Несколько раз переснимал Шукшин сцену, в которой Иван по просьбе профессора «выступал» перед студентами в качестве «хранителя языка» и рассказывает о колхозной кобыле, ставшей совершенно неуправляемой после того, как мальчишки обстригли ее роскошную гриву. Ну, никак не шел этот эпизод. Уже и съемочный день окончился, и павильон пришлось покинуть – перебраться со всей аппаратурой в обыкновенный студийный кабинет – а завершить работу никак не удавалось. Снова и снова переписывался текст, пока, наконец, один весьма приблизительный вариант не нашел свое пластическое выражение в мимике и жесте.
Интересно, что снимая картину, Шукшин вроде бы не стремится подвигнуть к такой игре всех исполнителей. Но из фильма в процессе монтажа и сокращений почти совсем уходят актеры, играющие в иной манере – С. Любшин, Л. Соколова, З. Гердт – актеры, тяготеющие к паузе, передающие подтекст не через активное поведение, а через статику. Надо сказать, эти сокращения принесли Шукшину немало огорчений: обидно вырезать из фильма целые эпизоды, которым вся группа от режиссера до осветителя отдала много сил, трудно и больно объяснять потом любимому актеру, почему он «ушел из картины». Но что поделаешь, если дело касается слаженности всего ансамбля, стилистического единства фильма.
Но один персонаж стоит в фильме особняком. Персонаж очень важный. Это жена Ивана – Нюра. По сценарию актрисе была отведена роль достаточно богатая пластическим подтекстом. Нюру можно было сыграть так же остро, как Ивана или профессора – для этого были в тексте все посылки. Ведь по ходу действия Нюра только и делает, что осаживает своего «непутевого», учит его уму – разуму, старается смягчить произведенное им впечатление. Много хлопот доставляет ей Иван: то сцепился с каким-то проезжим, может большим начальником, шут его знает, то привел в купе вагонного вора, да еще заставил принять от него в подарок нейлоновую кофту, разумеется, оказавшуюся краденой, то напился для куражу перед попутчиками – студентами, то потащил на жительство к профессору, в этот вроде бы радушный, гостеприимный, а все-таки чужой дом.

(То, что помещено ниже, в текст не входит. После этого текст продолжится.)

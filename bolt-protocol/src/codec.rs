//! Packet level encoding and decoding.
//!
//! [`PacketCodec`] joins the frame layout with the content codecs: it turns
//! requests, responses and heartbeats into complete packets and decodes a
//! single split packet back into a [`Packet`].

use crate::content::{hessian, protobuf, ProtobufContext};
use crate::error::{ProtocolError, ResponseStatus};
use crate::frame::{
    decode_frame, encode_frame, BoltProtocol, CodecType, CommandCode, FrameHeader, RawFrame,
    RpcType,
};
use crate::headers::{HeaderCodec, HeaderMap};
use crate::message::{
    HeartbeatAckPacket, HeartbeatPacket, Packet, PacketMeta, PacketOptions, RemoteError,
    RequestContext, RequestPacket, ResponseBody, ResponsePacket, RpcRequest, RpcResponse,
};
use bolt_hessian::registry::{SOFA_REQUEST, SOFA_RESPONSE};
use bolt_hessian::HessianCodec;
use bytes::{Bytes, BytesMut};
use std::sync::Arc;
use std::time::Duration;
use tokio::time::Instant;

/// Header key carrying the target service of a request.
pub const SERVICE_HEADER: &str = "service";

/// Framing options used for outbound packets.
#[derive(Debug, Clone, Copy, PartialEq, Eq)]
pub struct EncodeOptions {
    pub protocol: BoltProtocol,
    pub bolt_version: u8,
    pub codec: CodecType,
    pub crc_enabled: bool,
}

impl Default for EncodeOptions {
    fn default() -> Self {
        Self {
            protocol: BoltProtocol::V1,
            bolt_version: 1,
            codec: CodecType::Hessian2,
            crc_enabled: false,
        }
    }
}

impl From<&PacketOptions> for EncodeOptions {
    fn from(options: &PacketOptions) -> Self {
        Self {
            protocol: options.protocol,
            bolt_version: options.bolt_version,
            codec: options.codec,
            crc_enabled: options.crc_enabled,
        }
    }
}

impl EncodeOptions {
    fn header(&self, rpc_type: RpcType, cmd_code: CommandCode, packet_id: u32) -> FrameHeader {
        FrameHeader {
            protocol: self.protocol,
            bolt_version: self.bolt_version,
            rpc_type,
            cmd_code,
            packet_id,
            codec: self.codec,
            crc_enabled: self.crc_enabled,
            timeout_ms: 0,
            status: 0,
        }
    }
}

/// Encodes and decodes whole packets.
#[derive(Debug, Clone, Default)]
pub struct PacketCodec {
    hessian: HessianCodec,
    protobuf: Option<Arc<ProtobufContext>>,
}

impl PacketCodec {
    pub fn new(hessian: HessianCodec) -> Self {
        Self {
            hessian,
            protobuf: None,
        }
    }

    /// Enables the protobuf codec.
    pub fn with_protobuf(mut self, context: Arc<ProtobufContext>) -> Self {
        self.protobuf = Some(context);
        self
    }

    pub fn hessian(&self) -> &HessianCodec {
        &self.hessian
    }

    fn protobuf(&self) -> Result<&ProtobufContext, ProtocolError> {
        self.protobuf
            .as_deref()
            .ok_or(ProtocolError::ProtobufUnavailable)
    }

    pub fn encode_request(
        &self,
        packet_id: u32,
        req: &RpcRequest,
        options: &EncodeOptions,
    ) -> Result<BytesMut, ProtocolError> {
        let codec = req.codec.unwrap_or(options.codec);
        let rpc_type = if req.oneway {
            RpcType::RequestOneway
        } else {
            RpcType::Request
        };
        let mut header = EncodeOptions { codec, ..*options }.header(
            rpc_type,
            CommandCode::RpcRequest,
            packet_id,
        );
        header.timeout_ms = millis_i32(req.timeout);

        let mut headers = HeaderMap::new();
        headers.insert(SERVICE_HEADER, Some(req.server_signature.clone()));
        if codec == CodecType::Protobuf {
            protobuf::request_headers(req, &mut headers);
        }
        let header_block = HeaderCodec::encode(&headers)?;

        encode_frame(&header, SOFA_REQUEST.as_bytes(), &header_block, |buf| match codec {
            CodecType::Hessian2 => hessian::encode_request(&self.hessian, req, buf),
            CodecType::Protobuf => self.protobuf()?.encode_request(req, buf),
        })
    }

    /// Encodes the response to the request described by `ctx`, reusing the
    /// framing options the request arrived with.
    pub fn encode_response(
        &self,
        ctx: &RequestContext,
        res: &RpcResponse,
    ) -> Result<BytesMut, ProtocolError> {
        let options = EncodeOptions::from(&ctx.options);
        let codec = options.codec;
        let status = res.effective_status(codec);
        let mut header = options.header(RpcType::Response, CommandCode::RpcResponse, ctx.packet_id);
        header.status = status.code();

        let header_block = match codec {
            CodecType::Protobuf => HeaderCodec::encode(&protobuf::response_headers(res))?,
            CodecType::Hessian2 => Bytes::new(),
        };

        encode_frame(&header, SOFA_RESPONSE.as_bytes(), &header_block, |buf| {
            if status.is_success() {
                return match codec {
                    CodecType::Hessian2 => hessian::encode_response(&self.hessian, res, buf),
                    CodecType::Protobuf => {
                        self.protobuf()?
                            .encode_response(&ctx.service, &ctx.method, res, buf)
                    }
                };
            }
            let message = res.failure_message(status);
            match codec {
                CodecType::Hessian2 => hessian::encode_exception(&self.hessian, &message, buf),
                CodecType::Protobuf => {
                    protobuf::encode_exception(&message, buf);
                    Ok(())
                }
            }
        })
    }

    pub fn encode_heartbeat(
        &self,
        packet_id: u32,
        timeout: Duration,
        options: &EncodeOptions,
    ) -> Result<BytesMut, ProtocolError> {
        let mut header = options.header(RpcType::Request, CommandCode::Heartbeat, packet_id);
        header.timeout_ms = millis_i32(timeout);
        encode_frame(&header, &[], &[], |_| Ok(()))
    }

    pub fn encode_heartbeat_ack(
        &self,
        packet_id: u32,
        options: &EncodeOptions,
    ) -> Result<BytesMut, ProtocolError> {
        let header = options.header(RpcType::Response, CommandCode::Heartbeat, packet_id);
        encode_frame(&header, &[], &[], |_| Ok(()))
    }

    /// Decodes exactly one packet. `received_at` marks when decoding began.
    pub fn decode(&self, packet: Bytes, received_at: Instant) -> Result<Packet, ProtocolError> {
        let frame = decode_frame(packet)?;
        let h = &frame.header;
        let is_response = h.rpc_type.is_response();
        let options = PacketOptions {
            protocol: h.protocol,
            bolt_version: h.bolt_version,
            codec: h.codec,
            crc_enabled: h.crc_enabled,
            timeout: (!is_response && h.timeout_ms > 0)
                .then(|| Duration::from_millis(h.timeout_ms as u64)),
        };
        let meta = |size| PacketMeta {
            size,
            received_at,
            decode_time: received_at.elapsed(),
        };

        match (h.cmd_code, is_response) {
            (CommandCode::Heartbeat, false) => Ok(Packet::Heartbeat(HeartbeatPacket {
                packet_id: h.packet_id,
                options,
                meta: meta(frame.size),
            })),
            (CommandCode::Heartbeat, true) => Ok(Packet::HeartbeatAck(HeartbeatAckPacket {
                packet_id: h.packet_id,
                options,
                meta: meta(frame.size),
            })),
            (CommandCode::RpcRequest, false) => {
                let class_name = class_name(&frame)?;
                let mut request = match h.codec {
                    CodecType::Hessian2 => hessian::decode_request(&self.hessian, &frame.content)?,
                    CodecType::Protobuf => {
                        let headers = HeaderCodec::decode(&frame.header_block)?.unwrap_or_default();
                        self.protobuf()?.decode_request(headers, &frame.content)?
                    }
                };
                // A non-positive wire timeout decodes to zero: no deadline.
                request.timeout = options.timeout.unwrap_or_default();
                request.oneway = h.rpc_type == RpcType::RequestOneway;
                request.codec = Some(h.codec);
                Ok(Packet::Request(RequestPacket {
                    packet_id: h.packet_id,
                    class_name,
                    request,
                    options,
                    meta: meta(frame.size),
                }))
            }
            (CommandCode::RpcResponse, true) => {
                let class_name = class_name(&frame)?;
                let status = ResponseStatus::from_code(h.status);
                let body = if status.is_success() {
                    match h.codec {
                        CodecType::Hessian2 => {
                            hessian::decode_response(&self.hessian, &class_name, &frame.content)?
                        }
                        CodecType::Protobuf => {
                            self.protobuf()?.decode_response(h.packet_id, &frame.content)?
                        }
                    }
                } else {
                    self.decode_failure(status, h.codec, &frame.content)?
                };
                Ok(Packet::Response(ResponsePacket {
                    packet_id: h.packet_id,
                    class_name,
                    status,
                    body,
                    options,
                    meta: meta(frame.size),
                }))
            }
            (cmd, _) => Err(ProtocolError::MalformedContent(format!(
                "command {cmd:?} cannot be carried by rpc type {:?}",
                h.rpc_type
            ))),
        }
    }

    fn decode_failure(
        &self,
        status: ResponseStatus,
        codec: CodecType,
        content: &[u8],
    ) -> Result<ResponseBody, ProtocolError> {
        let message = if content.is_empty() {
            hessian::EMPTY_ERROR_MESSAGE.to_string()
        } else {
            match codec {
                CodecType::Hessian2 => hessian::decode_exception(&self.hessian, content)?
                    .unwrap_or_else(|| status.default_message()),
                CodecType::Protobuf => protobuf::decode_exception(content).message,
            }
        };
        Ok(ResponseBody {
            error: Some(RemoteError { status, message }),
            ..Default::default()
        })
    }
}

fn class_name(frame: &RawFrame) -> Result<String, ProtocolError> {
    std::str::from_utf8(&frame.class_name)
        .map(|s| s.trim().to_string())
        .map_err(|_| ProtocolError::InvalidUtf8("class name"))
}

fn millis_i32(duration: Duration) -> i32 {
    i32::try_from(duration.as_millis()).unwrap_or(i32::MAX)
}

Внимательно вчитываясь в текст сценария, видишь, что по ходу дела Нюра могла бы и дверью хлопнуть, и тумаком наградить своего незадачливого Ивана. Ну, а ее полудетское доверчивое и вместе с тем настороженное любопытство, радостное удивление перед раскрывающимся миром – разве не может оно раскрыться в стремлении войти в непосредственный контакт с какими-то предметами – потрогать, понюхать, погладить – ну, хотя бы ту же кофточку, подаренную ей вором. Словом, в самой роли заложен богатейший пластический материал.

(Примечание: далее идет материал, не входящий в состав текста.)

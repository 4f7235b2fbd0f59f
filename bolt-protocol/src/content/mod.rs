//! Content block codecs.
//!
//! `hessian` carries the SofaRequest / SofaResponse application types;
//! `protobuf` delegates message bodies to a caller supplied codec.

pub mod hessian;
pub mod protobuf;

pub use protobuf::{
    MethodDescriptor, MethodResolver, ProtobufCodec, ProtobufContext, SentRequest,
    SentRequestLookup, SentRequests,
};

Но Шукшин и Федосеева пошли по другому пути: они лишили образ всей этой внешней динамики, сделали его контрастным по отношению к образу Ивана. Сдержанная, скупая в эмоциях и в движениях Нюра очень много говорит нам о типе русской женщины – сибирячки. Кроме того, она объясняет нечто важное в характере самого Ивана – его подспудное стремление к такой вот пристойной сдержанности, его постоянное изумление перед ней и постоянный вызов ей. Стимулируя исполнителей к самому активному поведению, Шукшин не забывал и о неудаче, которая постигла его вместе с актером Е. Лебедевым при работе над образом Броньки Пупкова. Экран сгущает и без того насыщенные краски. А удлинение плана доводит их до предельной концентрации. Поэтому диалогические сцены идут в картине не на длинных, а на коротких монтажных планах. А между тем Шукшин любит снимать длинными планами: они ему ближе, они символизируют некую неотрывность, пристальность взгляда, которым он смотрит окрест. Они говорят о стремлении показать жизнь в ее естественном течении, ничего не отнимая и не прибавляя. Шукшин из тех режиссеров, которые предпочитают искать короткий план на монтажном столе, разрезая отснятую «на одном дыхании» пленку. Съемка «короткими кусками» лишний раз напоминала ему об условности, о павильоне, о рире. И все же снимать иначе Шукшин не стал. И дело тут не в ограниченности «рабочего пространства» – оператор А. Заболоцкий, большой искусник, сумел бы манипулировать камерой и на пятачке. Просто, требуя от актеров самого активного поведения, Шукшин хотел внести в действие своеобразные паузы – не актерские, а, если хотите, режиссерские. Паузы эти нужны были для того, чтобы незаметно, исподволь «снимать» возникающее в зале напряжение, которое может помешать зрителю воспринимать сложный образ-притчу.